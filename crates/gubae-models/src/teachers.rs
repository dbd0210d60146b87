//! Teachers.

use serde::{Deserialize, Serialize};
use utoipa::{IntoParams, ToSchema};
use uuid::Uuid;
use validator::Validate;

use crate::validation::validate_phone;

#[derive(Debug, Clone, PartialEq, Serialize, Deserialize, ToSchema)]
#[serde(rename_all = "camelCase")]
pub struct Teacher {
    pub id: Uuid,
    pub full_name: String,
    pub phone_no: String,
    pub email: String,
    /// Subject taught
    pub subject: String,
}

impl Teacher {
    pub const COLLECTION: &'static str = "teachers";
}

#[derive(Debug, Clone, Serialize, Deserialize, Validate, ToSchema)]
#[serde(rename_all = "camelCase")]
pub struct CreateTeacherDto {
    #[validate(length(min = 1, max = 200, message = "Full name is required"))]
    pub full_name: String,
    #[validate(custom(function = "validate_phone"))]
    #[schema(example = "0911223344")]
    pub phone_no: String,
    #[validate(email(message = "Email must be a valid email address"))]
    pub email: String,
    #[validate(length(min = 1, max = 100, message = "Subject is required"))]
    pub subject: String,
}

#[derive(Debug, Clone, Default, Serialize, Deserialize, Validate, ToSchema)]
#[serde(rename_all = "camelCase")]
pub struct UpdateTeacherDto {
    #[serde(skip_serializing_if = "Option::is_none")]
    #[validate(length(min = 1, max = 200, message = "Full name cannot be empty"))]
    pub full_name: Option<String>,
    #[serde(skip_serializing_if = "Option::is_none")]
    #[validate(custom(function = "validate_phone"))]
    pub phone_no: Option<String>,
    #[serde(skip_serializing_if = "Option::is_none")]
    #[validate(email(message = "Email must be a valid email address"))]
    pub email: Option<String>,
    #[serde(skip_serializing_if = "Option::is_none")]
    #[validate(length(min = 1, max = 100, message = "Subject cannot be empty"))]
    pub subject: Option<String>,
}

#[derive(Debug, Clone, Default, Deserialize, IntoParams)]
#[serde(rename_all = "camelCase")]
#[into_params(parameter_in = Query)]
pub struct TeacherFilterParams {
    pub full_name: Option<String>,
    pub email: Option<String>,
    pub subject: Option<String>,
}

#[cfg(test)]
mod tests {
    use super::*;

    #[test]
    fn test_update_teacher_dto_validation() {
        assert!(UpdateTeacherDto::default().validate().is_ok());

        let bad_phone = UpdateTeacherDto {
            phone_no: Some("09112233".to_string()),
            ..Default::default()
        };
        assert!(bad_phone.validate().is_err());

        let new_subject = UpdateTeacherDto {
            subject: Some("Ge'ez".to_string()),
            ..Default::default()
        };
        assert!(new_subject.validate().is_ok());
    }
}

* * *

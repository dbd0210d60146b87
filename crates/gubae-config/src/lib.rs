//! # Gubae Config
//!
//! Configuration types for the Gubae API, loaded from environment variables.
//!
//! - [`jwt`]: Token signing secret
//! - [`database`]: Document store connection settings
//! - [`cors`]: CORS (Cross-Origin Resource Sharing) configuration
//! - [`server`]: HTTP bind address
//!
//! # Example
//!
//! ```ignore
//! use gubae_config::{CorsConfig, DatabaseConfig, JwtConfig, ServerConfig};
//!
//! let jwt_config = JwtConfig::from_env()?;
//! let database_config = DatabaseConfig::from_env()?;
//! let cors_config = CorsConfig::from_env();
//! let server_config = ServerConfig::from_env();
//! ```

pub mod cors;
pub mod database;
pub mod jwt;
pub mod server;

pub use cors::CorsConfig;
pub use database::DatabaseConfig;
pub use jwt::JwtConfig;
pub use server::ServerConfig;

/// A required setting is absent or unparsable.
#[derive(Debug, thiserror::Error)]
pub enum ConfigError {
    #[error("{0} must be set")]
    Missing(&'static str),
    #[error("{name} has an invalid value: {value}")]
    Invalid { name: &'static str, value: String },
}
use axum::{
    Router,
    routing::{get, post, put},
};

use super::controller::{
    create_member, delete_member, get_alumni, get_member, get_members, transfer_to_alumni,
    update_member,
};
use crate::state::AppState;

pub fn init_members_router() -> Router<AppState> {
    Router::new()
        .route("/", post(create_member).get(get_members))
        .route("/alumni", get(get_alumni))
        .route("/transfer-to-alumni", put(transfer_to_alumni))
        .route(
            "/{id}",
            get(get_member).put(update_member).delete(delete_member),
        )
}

---

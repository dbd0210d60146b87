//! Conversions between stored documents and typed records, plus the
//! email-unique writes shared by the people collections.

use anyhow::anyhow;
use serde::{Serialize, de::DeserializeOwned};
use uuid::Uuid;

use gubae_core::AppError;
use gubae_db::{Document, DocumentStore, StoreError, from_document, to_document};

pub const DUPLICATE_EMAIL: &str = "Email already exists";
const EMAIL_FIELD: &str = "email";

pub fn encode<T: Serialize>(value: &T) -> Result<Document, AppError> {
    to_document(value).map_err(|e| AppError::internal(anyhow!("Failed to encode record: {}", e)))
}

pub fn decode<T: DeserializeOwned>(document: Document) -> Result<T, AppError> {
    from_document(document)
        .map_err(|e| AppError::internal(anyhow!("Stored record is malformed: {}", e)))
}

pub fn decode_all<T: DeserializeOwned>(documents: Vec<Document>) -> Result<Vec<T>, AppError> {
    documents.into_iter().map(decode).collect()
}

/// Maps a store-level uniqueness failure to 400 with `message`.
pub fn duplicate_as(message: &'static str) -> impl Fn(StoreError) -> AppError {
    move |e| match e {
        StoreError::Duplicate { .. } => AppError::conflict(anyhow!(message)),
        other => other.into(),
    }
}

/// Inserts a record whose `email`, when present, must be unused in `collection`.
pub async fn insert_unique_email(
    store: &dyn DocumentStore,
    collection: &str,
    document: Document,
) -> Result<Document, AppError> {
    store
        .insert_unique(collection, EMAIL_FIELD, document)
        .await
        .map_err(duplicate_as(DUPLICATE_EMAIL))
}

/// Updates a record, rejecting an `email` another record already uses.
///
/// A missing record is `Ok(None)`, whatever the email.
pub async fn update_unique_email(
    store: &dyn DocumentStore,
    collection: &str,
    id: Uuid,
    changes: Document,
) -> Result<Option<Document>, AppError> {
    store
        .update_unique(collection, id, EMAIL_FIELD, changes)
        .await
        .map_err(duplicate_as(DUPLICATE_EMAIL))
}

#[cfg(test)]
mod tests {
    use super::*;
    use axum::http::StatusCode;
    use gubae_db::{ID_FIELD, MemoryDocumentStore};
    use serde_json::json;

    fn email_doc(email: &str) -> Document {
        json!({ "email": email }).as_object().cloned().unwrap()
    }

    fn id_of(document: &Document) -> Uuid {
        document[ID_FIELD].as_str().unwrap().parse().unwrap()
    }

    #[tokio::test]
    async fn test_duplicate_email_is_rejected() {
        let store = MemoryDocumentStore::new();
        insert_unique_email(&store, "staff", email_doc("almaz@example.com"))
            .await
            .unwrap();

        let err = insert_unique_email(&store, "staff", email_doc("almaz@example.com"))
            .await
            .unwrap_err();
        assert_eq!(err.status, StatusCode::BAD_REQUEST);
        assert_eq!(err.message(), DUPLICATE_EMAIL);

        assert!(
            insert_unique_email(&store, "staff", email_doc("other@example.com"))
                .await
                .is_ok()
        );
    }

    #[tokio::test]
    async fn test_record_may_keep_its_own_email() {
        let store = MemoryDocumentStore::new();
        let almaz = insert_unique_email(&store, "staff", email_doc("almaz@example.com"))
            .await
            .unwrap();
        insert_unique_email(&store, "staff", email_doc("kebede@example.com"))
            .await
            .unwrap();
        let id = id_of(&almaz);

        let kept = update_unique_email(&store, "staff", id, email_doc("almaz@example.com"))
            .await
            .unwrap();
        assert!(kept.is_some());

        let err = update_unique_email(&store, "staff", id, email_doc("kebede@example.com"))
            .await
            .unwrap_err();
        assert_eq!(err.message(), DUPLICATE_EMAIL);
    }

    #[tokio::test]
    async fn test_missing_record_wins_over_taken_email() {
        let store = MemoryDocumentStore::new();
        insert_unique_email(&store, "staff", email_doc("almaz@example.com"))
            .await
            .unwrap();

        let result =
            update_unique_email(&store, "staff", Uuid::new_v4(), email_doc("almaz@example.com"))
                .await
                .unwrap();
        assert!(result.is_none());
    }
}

#### Work instruction:
Gather from the data above every line with the string "changes".

#### Result of this task:
    changes: Document,
        .update_unique(collection, id, EMAIL_FIELD, changes)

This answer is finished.